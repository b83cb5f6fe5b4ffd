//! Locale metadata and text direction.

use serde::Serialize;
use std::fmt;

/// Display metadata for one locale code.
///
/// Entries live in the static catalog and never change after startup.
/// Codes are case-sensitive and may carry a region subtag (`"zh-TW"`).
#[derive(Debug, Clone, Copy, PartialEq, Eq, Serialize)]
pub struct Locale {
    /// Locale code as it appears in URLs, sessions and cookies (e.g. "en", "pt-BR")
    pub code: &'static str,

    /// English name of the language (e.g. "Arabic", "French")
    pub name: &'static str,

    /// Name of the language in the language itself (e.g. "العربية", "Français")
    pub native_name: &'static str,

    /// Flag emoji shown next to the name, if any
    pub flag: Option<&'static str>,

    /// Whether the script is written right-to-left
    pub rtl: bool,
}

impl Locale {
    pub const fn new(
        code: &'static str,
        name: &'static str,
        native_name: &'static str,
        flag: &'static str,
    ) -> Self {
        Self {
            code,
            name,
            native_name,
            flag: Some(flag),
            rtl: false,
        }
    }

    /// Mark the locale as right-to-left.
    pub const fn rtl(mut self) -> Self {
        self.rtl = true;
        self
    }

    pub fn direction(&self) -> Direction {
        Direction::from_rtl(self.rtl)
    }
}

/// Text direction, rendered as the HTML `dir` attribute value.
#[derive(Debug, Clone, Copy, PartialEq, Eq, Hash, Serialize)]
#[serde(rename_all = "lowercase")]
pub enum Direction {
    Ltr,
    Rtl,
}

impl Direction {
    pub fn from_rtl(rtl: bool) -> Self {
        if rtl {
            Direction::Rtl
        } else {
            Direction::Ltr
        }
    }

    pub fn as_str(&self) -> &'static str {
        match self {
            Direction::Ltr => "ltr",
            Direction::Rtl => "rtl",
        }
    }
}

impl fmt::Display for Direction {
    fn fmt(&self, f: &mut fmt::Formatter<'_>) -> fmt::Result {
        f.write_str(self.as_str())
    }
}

= = = =

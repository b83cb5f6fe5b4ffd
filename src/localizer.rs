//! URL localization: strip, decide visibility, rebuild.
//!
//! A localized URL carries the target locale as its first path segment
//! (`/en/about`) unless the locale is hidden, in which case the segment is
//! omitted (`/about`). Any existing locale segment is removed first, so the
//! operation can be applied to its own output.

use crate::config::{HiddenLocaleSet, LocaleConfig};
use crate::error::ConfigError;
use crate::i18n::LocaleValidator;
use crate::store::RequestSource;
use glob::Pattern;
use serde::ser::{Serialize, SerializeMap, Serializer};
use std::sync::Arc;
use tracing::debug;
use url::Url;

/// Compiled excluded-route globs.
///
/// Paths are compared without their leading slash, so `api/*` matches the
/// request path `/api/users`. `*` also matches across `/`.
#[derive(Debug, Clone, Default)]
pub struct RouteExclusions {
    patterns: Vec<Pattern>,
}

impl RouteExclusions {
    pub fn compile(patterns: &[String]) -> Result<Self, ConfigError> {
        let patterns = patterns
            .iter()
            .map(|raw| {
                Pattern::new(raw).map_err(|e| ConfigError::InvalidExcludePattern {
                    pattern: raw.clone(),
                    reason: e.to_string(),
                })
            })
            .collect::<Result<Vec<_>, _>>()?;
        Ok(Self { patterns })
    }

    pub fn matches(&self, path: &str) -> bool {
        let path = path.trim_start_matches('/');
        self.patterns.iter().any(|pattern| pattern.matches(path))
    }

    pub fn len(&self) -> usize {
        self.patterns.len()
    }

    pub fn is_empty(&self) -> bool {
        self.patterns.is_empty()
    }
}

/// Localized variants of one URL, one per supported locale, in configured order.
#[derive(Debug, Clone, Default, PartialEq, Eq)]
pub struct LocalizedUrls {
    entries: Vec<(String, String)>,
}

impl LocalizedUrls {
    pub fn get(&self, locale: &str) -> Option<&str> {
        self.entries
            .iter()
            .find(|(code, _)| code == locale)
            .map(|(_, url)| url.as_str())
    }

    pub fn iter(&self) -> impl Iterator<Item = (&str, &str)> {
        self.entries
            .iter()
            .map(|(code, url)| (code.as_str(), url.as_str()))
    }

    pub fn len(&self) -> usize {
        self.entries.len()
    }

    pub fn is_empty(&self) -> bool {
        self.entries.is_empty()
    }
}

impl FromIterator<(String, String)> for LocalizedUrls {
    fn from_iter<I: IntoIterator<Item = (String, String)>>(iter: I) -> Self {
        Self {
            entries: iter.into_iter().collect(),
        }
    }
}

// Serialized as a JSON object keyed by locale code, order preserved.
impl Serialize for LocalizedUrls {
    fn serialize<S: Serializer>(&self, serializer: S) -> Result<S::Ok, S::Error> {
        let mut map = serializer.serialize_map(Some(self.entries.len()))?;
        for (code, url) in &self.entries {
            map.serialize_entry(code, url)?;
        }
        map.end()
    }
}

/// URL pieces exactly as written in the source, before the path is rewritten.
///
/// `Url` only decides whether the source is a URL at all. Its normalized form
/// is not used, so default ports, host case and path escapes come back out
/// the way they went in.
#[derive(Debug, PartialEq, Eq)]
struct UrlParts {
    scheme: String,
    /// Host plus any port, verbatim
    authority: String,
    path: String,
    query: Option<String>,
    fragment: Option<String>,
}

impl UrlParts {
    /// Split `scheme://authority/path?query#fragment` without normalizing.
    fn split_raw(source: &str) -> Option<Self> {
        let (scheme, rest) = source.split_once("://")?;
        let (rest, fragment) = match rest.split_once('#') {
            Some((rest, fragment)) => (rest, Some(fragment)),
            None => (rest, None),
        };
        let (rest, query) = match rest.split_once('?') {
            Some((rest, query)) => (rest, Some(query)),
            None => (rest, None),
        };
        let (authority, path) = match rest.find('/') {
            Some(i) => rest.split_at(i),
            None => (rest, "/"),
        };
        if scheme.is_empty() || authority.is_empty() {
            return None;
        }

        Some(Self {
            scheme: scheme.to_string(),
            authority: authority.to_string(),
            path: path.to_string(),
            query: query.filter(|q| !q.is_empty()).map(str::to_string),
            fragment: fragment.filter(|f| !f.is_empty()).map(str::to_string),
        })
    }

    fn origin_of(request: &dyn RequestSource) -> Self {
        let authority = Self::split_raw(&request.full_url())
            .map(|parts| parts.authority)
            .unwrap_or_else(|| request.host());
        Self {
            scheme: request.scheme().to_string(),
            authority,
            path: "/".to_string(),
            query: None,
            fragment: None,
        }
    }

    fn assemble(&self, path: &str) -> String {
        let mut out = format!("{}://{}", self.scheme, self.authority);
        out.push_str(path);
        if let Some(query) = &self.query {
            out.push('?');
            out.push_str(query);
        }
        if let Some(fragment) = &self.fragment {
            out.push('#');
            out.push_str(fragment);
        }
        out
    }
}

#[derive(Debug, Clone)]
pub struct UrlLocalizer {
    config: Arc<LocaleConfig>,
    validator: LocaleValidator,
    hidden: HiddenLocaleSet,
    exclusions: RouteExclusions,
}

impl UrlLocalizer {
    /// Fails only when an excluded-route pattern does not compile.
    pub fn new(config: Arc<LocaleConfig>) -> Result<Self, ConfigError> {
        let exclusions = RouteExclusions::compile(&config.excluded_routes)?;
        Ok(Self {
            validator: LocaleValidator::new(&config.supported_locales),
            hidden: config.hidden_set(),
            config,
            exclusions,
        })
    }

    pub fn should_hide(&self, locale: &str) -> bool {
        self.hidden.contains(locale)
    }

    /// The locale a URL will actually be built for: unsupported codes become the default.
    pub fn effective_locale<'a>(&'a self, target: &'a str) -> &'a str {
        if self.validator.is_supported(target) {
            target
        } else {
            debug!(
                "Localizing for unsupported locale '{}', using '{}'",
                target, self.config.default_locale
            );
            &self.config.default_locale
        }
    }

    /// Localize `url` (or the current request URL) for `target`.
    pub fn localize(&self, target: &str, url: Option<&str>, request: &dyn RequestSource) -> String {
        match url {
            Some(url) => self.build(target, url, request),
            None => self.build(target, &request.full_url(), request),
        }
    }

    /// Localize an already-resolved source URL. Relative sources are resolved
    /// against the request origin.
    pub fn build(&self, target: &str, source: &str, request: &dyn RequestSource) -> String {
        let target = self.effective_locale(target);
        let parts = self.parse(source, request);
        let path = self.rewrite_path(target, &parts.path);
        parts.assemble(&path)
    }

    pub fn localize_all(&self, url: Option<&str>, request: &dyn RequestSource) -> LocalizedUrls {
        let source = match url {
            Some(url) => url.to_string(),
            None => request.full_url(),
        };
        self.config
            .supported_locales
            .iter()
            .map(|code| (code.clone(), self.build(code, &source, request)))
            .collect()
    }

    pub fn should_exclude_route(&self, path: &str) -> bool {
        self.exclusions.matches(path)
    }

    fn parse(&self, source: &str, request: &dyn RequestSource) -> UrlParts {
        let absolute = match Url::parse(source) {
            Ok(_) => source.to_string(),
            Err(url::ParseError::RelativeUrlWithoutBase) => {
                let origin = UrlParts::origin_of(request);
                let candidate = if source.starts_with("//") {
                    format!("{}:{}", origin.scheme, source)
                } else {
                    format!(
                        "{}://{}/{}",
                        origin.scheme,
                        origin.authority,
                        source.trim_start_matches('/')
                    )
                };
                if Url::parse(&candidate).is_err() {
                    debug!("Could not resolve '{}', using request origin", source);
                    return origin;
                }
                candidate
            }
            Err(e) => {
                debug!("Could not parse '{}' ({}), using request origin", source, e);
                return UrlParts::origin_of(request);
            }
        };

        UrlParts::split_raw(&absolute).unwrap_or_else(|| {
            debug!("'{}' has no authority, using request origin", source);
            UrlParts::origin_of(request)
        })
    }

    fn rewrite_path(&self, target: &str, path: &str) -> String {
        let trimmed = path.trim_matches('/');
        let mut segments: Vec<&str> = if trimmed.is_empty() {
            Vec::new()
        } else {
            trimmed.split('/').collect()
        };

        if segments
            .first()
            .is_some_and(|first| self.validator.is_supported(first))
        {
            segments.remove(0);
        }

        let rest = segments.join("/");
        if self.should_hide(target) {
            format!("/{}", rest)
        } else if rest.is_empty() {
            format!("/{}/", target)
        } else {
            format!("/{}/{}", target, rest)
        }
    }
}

= = = =

__WHAT YOU ARE ASKED TO DO__
Each line of the entries above that contains "Could" must be copied into the answer.

__EXERCISE OUTPUT__
                    debug!("Could not resolve '{}', using request origin", source);
                debug!("Could not parse '{}' ({}), using request origin", source, e);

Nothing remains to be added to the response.